[Collected data entries]
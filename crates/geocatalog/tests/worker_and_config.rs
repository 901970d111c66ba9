mod common;

use std::io::Write;
use std::time::Duration;

use common::*;
use geocatalog::pipeline::LogLevel;
use geocatalog::{
    load_config, CatalogAccess, ConfigError, ScanError, ScanEvent, ScanOrchestrator, ScanOutcome,
    ScanState, ScanWorker,
};

fn progress(events: &[ScanEvent]) -> Vec<u8> {
    events
        .iter()
        .filter_map(|e| match e {
            ScanEvent::Progress { percent } => Some(*percent),
            _ => None,
        })
        .collect()
}

#[test]
fn test_worker_streams_events_until_terminal() {
    let harness = ScanHarness::new();
    point_shapefile(harness.data(), "wells", &grid_points(12), Some(WGS84_PRJ));
    csv_table(&harness.data().join("owners.csv"));

    let handle = ScanWorker::spawn(harness.config()).unwrap();
    let mut events = Vec::new();
    while let Some(event) = handle.next_event(Duration::from_secs(30)) {
        let terminal = event.is_terminal();
        events.push(event);
        if terminal {
            break;
        }
    }
    let outcome = handle.join();

    assert_eq!(outcome.state(), ScanState::Completed);
    assert_eq!(events.iter().filter(|e| e.is_terminal()).count(), 1);
    match events.last() {
        Some(ScanEvent::Completed(summary)) => {
            assert_eq!(summary.total, 2);
            assert_eq!(summary.vectors, 1);
            assert_eq!(summary.tables, 1);
        }
        other => panic!("unexpected terminal event {:?}", other),
    }

    let percents = progress(&events);
    assert!(percents.windows(2).all(|w| w[0] < w[1]), "{:?}", percents);
    assert_eq!(percents.last(), Some(&100));
    assert!(events.iter().any(|e| matches!(
        e,
        ScanEvent::Log { level: LogLevel::Info, message } if message.starts_with("Scan complete")
    )));
}

#[test]
fn test_worker_cancellation_is_not_a_failure() {
    let harness = ScanHarness::new();
    csv_table(&harness.data().join("owners.csv"));

    let orchestrator = ScanOrchestrator::new(harness.config()).with_host(test_host());
    orchestrator.cancellation_token().cancel();
    let handle = ScanWorker::spawn_orchestrator(orchestrator).unwrap();
    let (events, outcome) = handle.wait();

    assert_eq!(outcome.state(), ScanState::Canceled);
    assert!(matches!(events.last(), Some(ScanEvent::Canceled { .. })));
    assert!(!events.iter().any(|e| matches!(e, ScanEvent::Failed { .. })));
    assert_eq!(harness.store().active_count().unwrap(), 0);
}

#[test]
fn test_scan_from_config_file() {
    let harness = ScanHarness::new();
    csv_table(&harness.subdir("tables").join("owners.csv"));
    csv_table(&harness.subdir("scratch").join("tmp.csv"));
    ascii_grid(&harness.data().join("dem.asc"));

    let mut file = tempfile::NamedTempFile::new().unwrap();
    let config_json = serde_json::json!({
        "version": "1.0",
        "root_directory": harness.data(),
        "catalog_path": harness.catalog(),
        "table_name": "county_inventory",
        "include_rasters": false,
        "exclude": ["scratch/**"]
    });
    write!(file, "{}", config_json).unwrap();

    let config = load_config(file.path()).unwrap();
    assert_eq!(config.table_name, "county_inventory");
    let summary = harness.scan_with(config);
    assert_eq!(summary.total, 1);
    assert_eq!(summary.tables, 1);
}

#[test]
fn test_invalid_config_fails_session() {
    let harness = ScanHarness::new();
    let (events, outcome) = harness.run(harness.config().with_table_name("drop table"));

    assert!(matches!(
        outcome,
        ScanOutcome::Failed(ScanError::InvalidConfig(ConfigError::InvalidTableName(_)))
    ));
    assert!(matches!(events.last(), Some(ScanEvent::Failed { .. })));
    assert!(!harness.catalog().exists());
}

#[test]
fn test_bad_exclude_pattern_is_a_config_error() {
    let harness = ScanHarness::new();
    let (_, outcome) = harness.run(harness.config().with_exclude(["[unclosed"]));
    assert!(matches!(
        outcome,
        ScanOutcome::Failed(ScanError::InvalidConfig(ConfigError::InvalidPattern { .. }))
    ));
}

#[test]
fn test_config_file_errors() {
    let mut file = tempfile::NamedTempFile::new().unwrap();
    write!(file, r#"{{ "root_directory": "/d", "catalog_path": "/c.gpkg", "table_name": "1st" }}"#)
        .unwrap();
    assert!(matches!(
        load_config(file.path()),
        Err(ConfigError::SchemaValidation { .. })
    ));
}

• Task instructions: Each entry must be printed again exactly as given.

• Written solution:
filename crates/geocatalog/tests/worker_and_config.rs
repository 901970d111c66ba9
mod common;

use std::io::Write;
use std::time::Duration;

use common::*;
use geocatalog::pipeline::LogLevel;
use geocatalog::{
    load_config, CatalogAccess, ConfigError, ScanError, ScanEvent, ScanOrchestrator, ScanOutcome,
    ScanState, ScanWorker,
};

fn progress(events: &[ScanEvent]) -> Vec<u8> {
    events
        .iter()
        .filter_map(|e| match e {
            ScanEvent::Progress { percent } => Some(*percent),
            _ => None,
        })
        .collect()
}

#[test]
fn test_worker_streams_events_until_terminal() {
    let harness = ScanHarness::new();
    point_shapefile(harness.data(), "wells", &grid_points(12), Some(WGS84_PRJ));
    csv_table(&harness.data().join("owners.csv"));

    let handle = ScanWorker::spawn(harness.config()).unwrap();
    let mut events = Vec::new();
    while let Some(event) = handle.next_event(Duration::from_secs(30)) {
        let terminal = event.is_terminal();
        events.push(event);
        if terminal {
            break;
        }
    }
    let outcome = handle.join();

    assert_eq!(outcome.state(), ScanState::Completed);
    assert_eq!(events.iter().filter(|e| e.is_terminal()).count(), 1);
    match events.last() {
        Some(ScanEvent::Completed(summary)) => {
            assert_eq!(summary.total, 2);
            assert_eq!(summary.vectors, 1);
            assert_eq!(summary.tables, 1);
        }
        other => panic!("unexpected terminal event {:?}", other),
    }

    let percents = progress(&events);
    assert!(percents.windows(2).all(|w| w[0] < w[1]), "{:?}", percents);
    assert_eq!(percents.last(), Some(&100));
    assert!(events.iter().any(|e| matches!(
        e,
        ScanEvent::Log { level: LogLevel::Info, message } if message.starts_with("Scan complete")
    )));
}

#[test]
fn test_worker_cancellation_is_not_a_failure() {
    let harness = ScanHarness::new();
    csv_table(&harness.data().join("owners.csv"));

    let orchestrator = ScanOrchestrator::new(harness.config()).with_host(test_host());
    orchestrator.cancellation_token().cancel();
    let handle = ScanWorker::spawn_orchestrator(orchestrator).unwrap();
    let (events, outcome) = handle.wait();

    assert_eq!(outcome.state(), ScanState::Canceled);
    assert!(matches!(events.last(), Some(ScanEvent::Canceled { .. })));
    assert!(!events.iter().any(|e| matches!(e, ScanEvent::Failed { .. })));
    assert_eq!(harness.store().active_count().unwrap(), 0);
}

#[test]
fn test_scan_from_config_file() {
    let harness = ScanHarness::new();
    csv_table(&harness.subdir("tables").join("owners.csv"));
    csv_table(&harness.subdir("scratch").join("tmp.csv"));
    ascii_grid(&harness.data().join("dem.asc"));

    let mut file = tempfile::NamedTempFile::new().unwrap();
    let config_json = serde_json::json!({
        "version": "1.0",
        "root_directory": harness.data(),
        "catalog_path": harness.catalog(),
        "table_name": "county_inventory",
        "include_rasters": false,
        "exclude": ["scratch/**"]
    });
    write!(file, "{}", config_json).unwrap();

    let config = load_config(file.path()).unwrap();
    assert_eq!(config.table_name, "county_inventory");
    let summary = harness.scan_with(config);
    assert_eq!(summary.total, 1);
    assert_eq!(summary.tables, 1);
}

#[test]
fn test_invalid_config_fails_session() {
    let harness = ScanHarness::new();
    let (events, outcome) = harness.run(harness.config().with_table_name("drop table"));

    assert!(matches!(
        outcome,
        ScanOutcome::Failed(ScanError::InvalidConfig(ConfigError::InvalidTableName(_)))
    ));
    assert!(matches!(events.last(), Some(ScanEvent::Failed { .. })));
    assert!(!harness.catalog().exists());
}

#[test]
fn test_bad_exclude_pattern_is_a_config_error() {
    let harness = ScanHarness::new();
    let (_, outcome) = harness.run(harness.config().with_exclude(["[unclosed"]));
    assert!(matches!(
        outcome,
        ScanOutcome::Failed(ScanError::InvalidConfig(ConfigError::InvalidPattern { .. }))
    ));
}

#[test]
fn test_config_file_errors() {
    let mut file = tempfile::NamedTempFile::new().unwrap();
    write!(file, r#"{{ "root_directory": "/d", "catalog_path": "/c.gpkg", "table_name": "1st" }}"#)
        .unwrap();
    assert!(matches!(
        load_config(file.path()),
        Err(ConfigError::SchemaValidation { .. })
    ));
}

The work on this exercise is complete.